**TO DO:** Go over the data below and say how many lines hold the word "DateTime". Only the number is needed.

**SUPPLIED ENTRIES:**
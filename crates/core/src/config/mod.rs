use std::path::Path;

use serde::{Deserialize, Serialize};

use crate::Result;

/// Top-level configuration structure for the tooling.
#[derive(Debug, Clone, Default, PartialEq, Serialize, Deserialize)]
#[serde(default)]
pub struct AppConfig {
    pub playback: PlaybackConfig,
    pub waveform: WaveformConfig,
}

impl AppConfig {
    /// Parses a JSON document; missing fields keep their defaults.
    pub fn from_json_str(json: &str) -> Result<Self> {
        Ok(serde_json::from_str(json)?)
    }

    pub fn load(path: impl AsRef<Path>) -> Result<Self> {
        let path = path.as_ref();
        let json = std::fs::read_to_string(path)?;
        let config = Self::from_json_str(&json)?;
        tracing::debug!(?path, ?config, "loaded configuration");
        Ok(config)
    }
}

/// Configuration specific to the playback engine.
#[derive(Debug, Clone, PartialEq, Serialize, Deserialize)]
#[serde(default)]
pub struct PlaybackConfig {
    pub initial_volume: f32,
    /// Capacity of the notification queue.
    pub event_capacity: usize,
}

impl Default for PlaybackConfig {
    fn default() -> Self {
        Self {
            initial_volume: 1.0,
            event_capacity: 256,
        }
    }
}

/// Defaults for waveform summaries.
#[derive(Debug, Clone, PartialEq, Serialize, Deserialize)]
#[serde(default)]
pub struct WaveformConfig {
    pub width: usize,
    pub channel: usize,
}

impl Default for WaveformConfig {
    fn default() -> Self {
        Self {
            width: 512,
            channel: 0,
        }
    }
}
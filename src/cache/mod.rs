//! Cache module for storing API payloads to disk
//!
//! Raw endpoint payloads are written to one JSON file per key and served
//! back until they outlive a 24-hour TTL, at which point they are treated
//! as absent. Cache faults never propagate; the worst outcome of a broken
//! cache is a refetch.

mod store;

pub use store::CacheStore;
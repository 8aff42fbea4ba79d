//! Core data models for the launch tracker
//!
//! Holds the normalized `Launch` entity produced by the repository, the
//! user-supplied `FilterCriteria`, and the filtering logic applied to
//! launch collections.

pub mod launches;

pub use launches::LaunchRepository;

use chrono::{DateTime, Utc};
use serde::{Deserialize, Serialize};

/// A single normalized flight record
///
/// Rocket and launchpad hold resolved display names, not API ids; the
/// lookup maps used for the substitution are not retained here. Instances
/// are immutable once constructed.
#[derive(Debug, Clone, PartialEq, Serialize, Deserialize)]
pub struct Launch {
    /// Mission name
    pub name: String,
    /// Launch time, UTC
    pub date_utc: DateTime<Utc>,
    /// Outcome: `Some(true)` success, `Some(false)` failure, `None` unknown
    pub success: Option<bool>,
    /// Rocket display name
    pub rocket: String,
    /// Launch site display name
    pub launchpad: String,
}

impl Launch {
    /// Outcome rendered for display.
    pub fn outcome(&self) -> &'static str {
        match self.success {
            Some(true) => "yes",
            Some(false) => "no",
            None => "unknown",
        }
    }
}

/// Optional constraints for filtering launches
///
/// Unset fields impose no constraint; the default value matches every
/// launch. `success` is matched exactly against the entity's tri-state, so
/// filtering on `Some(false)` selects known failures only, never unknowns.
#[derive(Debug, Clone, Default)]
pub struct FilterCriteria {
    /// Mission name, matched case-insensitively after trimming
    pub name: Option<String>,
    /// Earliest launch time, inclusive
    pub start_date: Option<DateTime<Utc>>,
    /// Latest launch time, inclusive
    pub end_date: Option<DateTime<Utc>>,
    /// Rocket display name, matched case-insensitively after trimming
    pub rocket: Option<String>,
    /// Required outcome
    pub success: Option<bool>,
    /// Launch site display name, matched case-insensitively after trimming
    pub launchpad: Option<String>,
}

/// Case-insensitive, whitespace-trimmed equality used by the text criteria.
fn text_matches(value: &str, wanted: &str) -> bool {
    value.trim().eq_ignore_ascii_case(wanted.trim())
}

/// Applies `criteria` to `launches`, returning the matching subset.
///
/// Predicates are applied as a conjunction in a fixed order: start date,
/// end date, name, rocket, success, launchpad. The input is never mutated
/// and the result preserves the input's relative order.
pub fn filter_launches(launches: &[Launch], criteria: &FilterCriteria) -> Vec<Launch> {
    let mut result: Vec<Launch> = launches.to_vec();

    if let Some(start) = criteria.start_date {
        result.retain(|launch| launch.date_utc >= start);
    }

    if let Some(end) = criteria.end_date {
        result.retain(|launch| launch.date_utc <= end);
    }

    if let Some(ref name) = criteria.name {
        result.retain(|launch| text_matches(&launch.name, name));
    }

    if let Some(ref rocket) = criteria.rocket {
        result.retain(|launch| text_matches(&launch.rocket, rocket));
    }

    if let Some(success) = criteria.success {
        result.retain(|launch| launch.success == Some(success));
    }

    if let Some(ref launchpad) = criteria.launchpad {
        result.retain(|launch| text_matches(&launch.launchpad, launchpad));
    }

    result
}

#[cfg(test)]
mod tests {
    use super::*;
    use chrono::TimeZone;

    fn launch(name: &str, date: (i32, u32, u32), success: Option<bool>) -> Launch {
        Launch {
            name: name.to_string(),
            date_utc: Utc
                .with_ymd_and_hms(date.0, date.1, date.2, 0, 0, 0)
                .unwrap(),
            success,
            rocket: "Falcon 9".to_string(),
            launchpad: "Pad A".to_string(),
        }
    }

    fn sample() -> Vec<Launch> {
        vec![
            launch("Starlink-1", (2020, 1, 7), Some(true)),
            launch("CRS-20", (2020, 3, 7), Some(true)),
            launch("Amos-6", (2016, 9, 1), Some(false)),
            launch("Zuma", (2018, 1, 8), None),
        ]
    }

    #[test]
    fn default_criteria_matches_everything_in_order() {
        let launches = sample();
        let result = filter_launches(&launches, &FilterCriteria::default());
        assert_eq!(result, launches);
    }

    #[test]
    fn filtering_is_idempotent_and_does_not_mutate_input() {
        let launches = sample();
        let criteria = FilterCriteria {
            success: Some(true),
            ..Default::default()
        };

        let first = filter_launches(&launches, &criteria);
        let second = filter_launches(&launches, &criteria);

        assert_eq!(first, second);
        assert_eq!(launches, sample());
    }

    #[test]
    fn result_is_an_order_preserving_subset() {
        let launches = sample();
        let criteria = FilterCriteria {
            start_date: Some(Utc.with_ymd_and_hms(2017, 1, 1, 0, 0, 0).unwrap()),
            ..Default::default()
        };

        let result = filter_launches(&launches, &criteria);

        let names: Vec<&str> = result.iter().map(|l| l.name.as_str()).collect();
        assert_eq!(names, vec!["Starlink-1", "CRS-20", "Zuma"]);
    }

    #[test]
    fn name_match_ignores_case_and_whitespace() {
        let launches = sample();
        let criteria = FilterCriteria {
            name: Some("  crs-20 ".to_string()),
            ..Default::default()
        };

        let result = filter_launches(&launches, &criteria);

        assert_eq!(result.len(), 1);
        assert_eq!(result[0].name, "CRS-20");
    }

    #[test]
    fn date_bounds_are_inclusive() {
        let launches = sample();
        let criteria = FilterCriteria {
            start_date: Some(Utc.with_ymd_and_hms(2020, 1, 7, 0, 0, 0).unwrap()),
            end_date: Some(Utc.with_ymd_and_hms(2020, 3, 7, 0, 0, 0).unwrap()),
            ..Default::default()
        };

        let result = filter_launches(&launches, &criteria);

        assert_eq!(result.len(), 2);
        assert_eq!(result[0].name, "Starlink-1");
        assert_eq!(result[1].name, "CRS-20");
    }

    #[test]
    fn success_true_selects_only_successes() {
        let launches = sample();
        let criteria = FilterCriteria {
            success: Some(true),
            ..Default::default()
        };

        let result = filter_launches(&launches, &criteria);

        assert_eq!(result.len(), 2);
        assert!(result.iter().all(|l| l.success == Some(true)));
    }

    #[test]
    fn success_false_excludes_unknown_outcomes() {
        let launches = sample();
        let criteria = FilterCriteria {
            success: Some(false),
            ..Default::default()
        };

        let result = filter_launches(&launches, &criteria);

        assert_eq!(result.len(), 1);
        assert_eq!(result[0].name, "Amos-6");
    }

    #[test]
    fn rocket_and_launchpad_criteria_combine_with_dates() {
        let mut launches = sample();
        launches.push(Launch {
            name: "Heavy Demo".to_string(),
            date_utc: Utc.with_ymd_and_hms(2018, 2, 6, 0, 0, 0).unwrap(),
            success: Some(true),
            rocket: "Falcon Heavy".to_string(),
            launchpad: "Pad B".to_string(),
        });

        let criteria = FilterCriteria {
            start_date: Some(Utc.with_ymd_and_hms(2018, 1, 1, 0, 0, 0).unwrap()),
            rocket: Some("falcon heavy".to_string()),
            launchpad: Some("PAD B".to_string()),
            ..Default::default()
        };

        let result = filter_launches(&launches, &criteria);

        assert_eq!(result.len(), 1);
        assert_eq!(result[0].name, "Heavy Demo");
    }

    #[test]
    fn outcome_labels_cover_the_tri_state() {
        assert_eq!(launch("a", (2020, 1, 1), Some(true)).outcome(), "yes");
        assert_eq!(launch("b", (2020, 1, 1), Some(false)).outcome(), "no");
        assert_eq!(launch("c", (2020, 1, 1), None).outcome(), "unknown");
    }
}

**RESULT OF THE TASK:** 4